Saved entries
━━━━━━━━━━

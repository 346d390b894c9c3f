//! Text encoding for LS8 programs
//!
//! A program is a list of lines, each holding one byte written in base 2:
//!
//! ```text
//! # print8.ls8
//! 10000010 # LDI R0,8
//! 00000000
//! 00001000
//! ```
//!
//! Anything after a `#` is a comment, and blank lines are skipped.
use alloc::{string::String, vec::Vec};
use thiserror::Error;

/// Error produced when a line isn't a valid byte
#[derive(Clone, Debug, Error, PartialEq, Eq)]
#[error("line {line}: {text:?} is not a binary byte")]
pub struct ParseError {
    /// Line number, starting at 1
    pub line: usize,
    /// Line contents, with comments and whitespace removed
    pub text: String,
}

/// Strips the comment and surrounding whitespace from a line
pub fn sanitize(line: &str) -> &str {
    let end = line.find(['#', '\n']).unwrap_or(line.len());
    line[..end].trim()
}

/// Parses a program into the bytes to be loaded into RAM
pub fn parse(text: &str) -> Result<Vec<u8>, ParseError> {
    let mut out = Vec::new();
    for (i, line) in text.lines().enumerate() {
        let s = sanitize(line);
        if s.is_empty() {
            continue;
        }
        let b = u8::from_str_radix(s, 2).map_err(|_| ParseError {
            line: i + 1,
            text: s.into(),
        })?;
        out.push(b);
    }
    Ok(out)
}

#[cfg(test)]
mod test {
    use super::*;

    #[test]
    fn sanitize_lines() {
        assert_eq!(sanitize("10000010 # LDI R0,8\n"), "10000010");
        assert_eq!(sanitize("  00000001  "), "00000001");
        assert_eq!(sanitize("# just a comment"), "");
        assert_eq!(sanitize("\n"), "");
        assert_eq!(sanitize("01000111#PRN"), "01000111");
    }

    #[test]
    fn parse_program() {
        const PRINT8: &str = "
# print8.ls8: Print the number 8 on the screen

10000010 # LDI R0,8
00000000
00001000
01000111 # PRN R0
00000000
00000001 # HLT
";
        assert_eq!(parse(PRINT8), Ok(vec![0x82, 0x00, 0x08, 0x47, 0x00, 0x01]));
        assert_eq!(parse(""), Ok(vec![]));
        assert_eq!(parse("# nothing\n\n   \n"), Ok(vec![]));
        assert_eq!(parse("1\r\n10\r\n"), Ok(vec![1, 2]));
    }

    #[test]
    fn parse_errors() {
        assert_eq!(
            parse("00000001\n\n0000002 # oops\n"),
            Err(ParseError {
                line: 3,
                text: "0000002".to_owned()
            })
        );
        let err = parse("100000000").unwrap_err();
        assert_eq!(err.line, 1);
        assert_eq!(
            err.to_string(),
            "line 1: \"100000000\" is not a binary byte"
        );
        assert!(parse("LDI").is_err());
    }
}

━━━━━━━━━━

> **Work item**
Write out each line above with the word "ParseError".

> **Solved exercise**
pub struct ParseError {
pub fn parse(text: &str) -> Result<Vec<u8>, ParseError> {
        let b = u8::from_str_radix(s, 2).map_err(|_| ParseError {
            Err(ParseError {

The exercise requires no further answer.